:: Source data
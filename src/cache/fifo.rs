//! FIFO Tracker Module
//!
//! Tracks insertion order for first-in-first-out eviction.

use std::collections::BTreeMap;

// == FIFO Tracker ==
/// Orders keys by a monotonic insertion sequence.
///
/// Lowest sequence = oldest insertion. Lookups never reorder keys; only a
/// re-insertion does.
#[derive(Debug)]
pub struct FifoTracker<K> {
    /// Keys indexed by insertion sequence
    order: BTreeMap<u64, K>,
    /// Next sequence number to hand out
    next_seq: u64,
}

impl<K: Clone> FifoTracker<K> {
    // == Constructor ==
    /// Creates a new empty tracker.
    pub fn new() -> Self {
        Self {
            order: BTreeMap::new(),
            next_seq: 0,
        }
    }

    // == Push ==
    /// Records `key` as the newest insertion and returns its sequence.
    pub fn push(&mut self, key: K) -> u64 {
        let seq = self.next_seq;
        self.next_seq += 1;
        self.order.insert(seq, key);
        seq
    }

    // == Remove ==
    /// Forgets the insertion with sequence `seq`.
    pub fn remove(&mut self, seq: u64) -> Option<K> {
        self.order.remove(&seq)
    }

    // == Pop Oldest ==
    /// Returns and removes the oldest insertion.
    ///
    /// Returns None if tracker is empty.
    pub fn pop_oldest(&mut self) -> Option<(u64, K)> {
        self.order.pop_first()
    }

    // == Peek Oldest ==
    /// Returns the oldest insertion without removing it.
    pub fn peek_oldest(&self) -> Option<(u64, &K)> {
        self.order.first_key_value().map(|(seq, key)| (*seq, key))
    }

    /// Keys from oldest to newest.
    pub fn iter(&self) -> impl Iterator<Item = &K> + '_ {
        self.order.values()
    }

    pub fn len(&self) -> usize {
        self.order.len()
    }

    pub fn is_empty(&self) -> bool {
        self.order.is_empty()
    }

    pub fn clear(&mut self) {
        self.order.clear();
    }
}

impl<K: Clone> Default for FifoTracker<K> {
    fn default() -> Self {
        Self::new()
    }
}

// == Unit Tests ==
#[cfg(test)]
mod tests {
    use super::*;

    #[test]
    fn test_fifo_new() {
        let fifo: FifoTracker<String> = FifoTracker::new();
        assert!(fifo.is_empty());
        assert_eq!(fifo.len(), 0);
    }

    #[test]
    fn test_fifo_push_orders_oldest_first() {
        let mut fifo = FifoTracker::new();

        fifo.push("key1");
        fifo.push("key2");
        fifo.push("key3");

        assert_eq!(fifo.len(), 3);
        assert_eq!(fifo.peek_oldest().map(|(_, k)| *k), Some("key1"));
        assert_eq!(fifo.iter().copied().collect::<Vec<_>>(), vec!["key1", "key2", "key3"]);
    }

    #[test]
    fn test_fifo_sequences_strictly_increase() {
        let mut fifo = FifoTracker::new();

        let a = fifo.push("a");
        let b = fifo.push("b");
        fifo.remove(b);
        let c = fifo.push("c");

        assert!(a < b && b < c);
    }

    #[test]
    fn test_fifo_reinsert_moves_to_back() {
        let mut fifo = FifoTracker::new();

        let seq1 = fifo.push("key1");
        fifo.push("key2");

        fifo.remove(seq1);
        fifo.push("key1");

        assert_eq!(fifo.peek_oldest().map(|(_, k)| *k), Some("key2"));
    }

    #[test]
    fn test_fifo_pop_oldest() {
        let mut fifo = FifoTracker::new();

        fifo.push("key1");
        fifo.push("key2");

        assert_eq!(fifo.pop_oldest().map(|(_, k)| k), Some("key1"));
        assert_eq!(fifo.pop_oldest().map(|(_, k)| k), Some("key2"));
        assert_eq!(fifo.pop_oldest(), None);
    }

    #[test]
    fn test_fifo_remove_unknown_sequence() {
        let mut fifo = FifoTracker::new();

        fifo.push("key1");

        assert_eq!(fifo.remove(42), None);
        assert_eq!(fifo.len(), 1);
    }
}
::::
Exercise directions: Every line in the data above that contains the word "BTreeMap" should be copied.

Task result:
use std::collections::BTreeMap;
    order: BTreeMap<u64, K>,
            order: BTreeMap::new(),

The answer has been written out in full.